PROBLEM TO SOLVE
Below is a listing; reproduce exactly its lines from the one containing "let trimmed = raw.trim().trim_end_matches('/');" to its last line, both ends kept, and no other lines.

######

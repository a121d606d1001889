use std::env;
use std::path::PathBuf;
use std::time::Duration;

use crate::jobs::JobDefaults;

pub const DEFAULT_WEBUI_URL: &str = "http://127.0.0.1:7860";
pub const DEFAULT_TIMEOUT_SECS: u64 = 600;
pub const DEFAULT_CHAT_API_BASE: &str = "https://api.openai.com/v1";
pub const DEFAULT_CHAT_MODEL: &str = "gpt-4o-mini";
pub const DEFAULT_CHAT_MAX_TOKENS: u32 = 600;

#[derive(Debug, Clone, PartialEq)]
pub struct BackendConfig {
    /// WebUI base URL without a trailing slash.
    pub webui_url: String,
    pub timeout: Duration,
}

impl Default for BackendConfig {
    fn default() -> Self {
        Self {
            webui_url: DEFAULT_WEBUI_URL.to_string(),
            timeout: Duration::from_secs(DEFAULT_TIMEOUT_SECS),
        }
    }
}

impl BackendConfig {
    pub fn with_webui_url(mut self, url: &str) -> Self {
        self.webui_url = normalize_base_url(url).unwrap_or(self.webui_url);
        self
    }
}

#[derive(Clone, PartialEq)]
pub struct ChatConfig {
    pub api_base: String,
    pub api_key: Option<String>,
    pub model: String,
    pub max_tokens: u32,
    pub timeout: Duration,
}

impl std::fmt::Debug for ChatConfig {
    fn fmt(&self, f: &mut std::fmt::Formatter<'_>) -> std::fmt::Result {
        f.debug_struct("ChatConfig")
            .field("api_base", &self.api_base)
            .field("api_key", &self.api_key.as_ref().map(|_| "***"))
            .field("model", &self.model)
            .field("max_tokens", &self.max_tokens)
            .field("timeout", &self.timeout)
            .finish()
    }
}

impl Default for ChatConfig {
    fn default() -> Self {
        Self {
            api_base: DEFAULT_CHAT_API_BASE.to_string(),
            api_key: None,
            model: DEFAULT_CHAT_MODEL.to_string(),
            max_tokens: DEFAULT_CHAT_MAX_TOKENS,
            timeout: Duration::from_secs(120),
        }
    }
}

/// Startup configuration threaded into the backend and chat clients.
///
/// Built once from the environment; nothing reads the environment after that.
#[derive(Debug, Clone, Default, PartialEq)]
pub struct AtelierConfig {
    pub backend: BackendConfig,
    pub chat: ChatConfig,
    pub jobs: JobDefaults,
}

impl AtelierConfig {
    pub fn from_env() -> Self {
        Self::from_lookup(|key| env::var(key).ok())
    }

    pub fn from_lookup<F>(lookup: F) -> Self
    where
        F: Fn(&str) -> Option<String>,
    {
        let non_empty = |key: &str| {
            lookup(key)
                .map(|value| value.trim().to_string())
                .filter(|value| !value.is_empty())
        };
        let first_non_empty = |keys: &[&str]| keys.iter().find_map(|key| non_empty(*key));

        let mut backend = BackendConfig::default();
        if let Some(url) = non_empty("ATELIER_WEBUI_URL") {
            backend = backend.with_webui_url(&url);
        }
        if let Some(secs) = non_empty("ATELIER_TIMEOUT_SECS").and_then(|raw| raw.parse::<u64>().ok())
        {
            backend.timeout = Duration::from_secs(secs.max(1));
        }

        let mut chat = ChatConfig {
            api_key: non_empty("OPENAI_API_KEY"),
            ..ChatConfig::default()
        };
        if let Some(base) = first_non_empty(&["OPENAI_API_BASE", "OPENAI_BASE_URL"])
            .and_then(|raw| normalize_base_url(&raw))
        {
            chat.api_base = base;
        }
        if let Some(model) = non_empty("ATELIER_CHAT_MODEL") {
            chat.model = model;
        }

        let job_defaults_path = non_empty("ATELIER_JOB_DEFAULTS").map(PathBuf::from);
        let jobs = JobDefaults::load(job_defaults_path.as_deref());

        Self {
            backend,
            chat,
            jobs,
        }
    }
}

fn normalize_base_url(raw: &str) -> Option<String> {
    let trimmed = raw.trim().trim_end_matches('/');
    if trimmed.is_empty() {
        return None;
    }
    Some(trimmed.to_string())
}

######

RESULT
    let trimmed = raw.trim().trim_end_matches('/');
    if trimmed.is_empty() {
        return None;
    }
    Some(trimmed.to_string())
}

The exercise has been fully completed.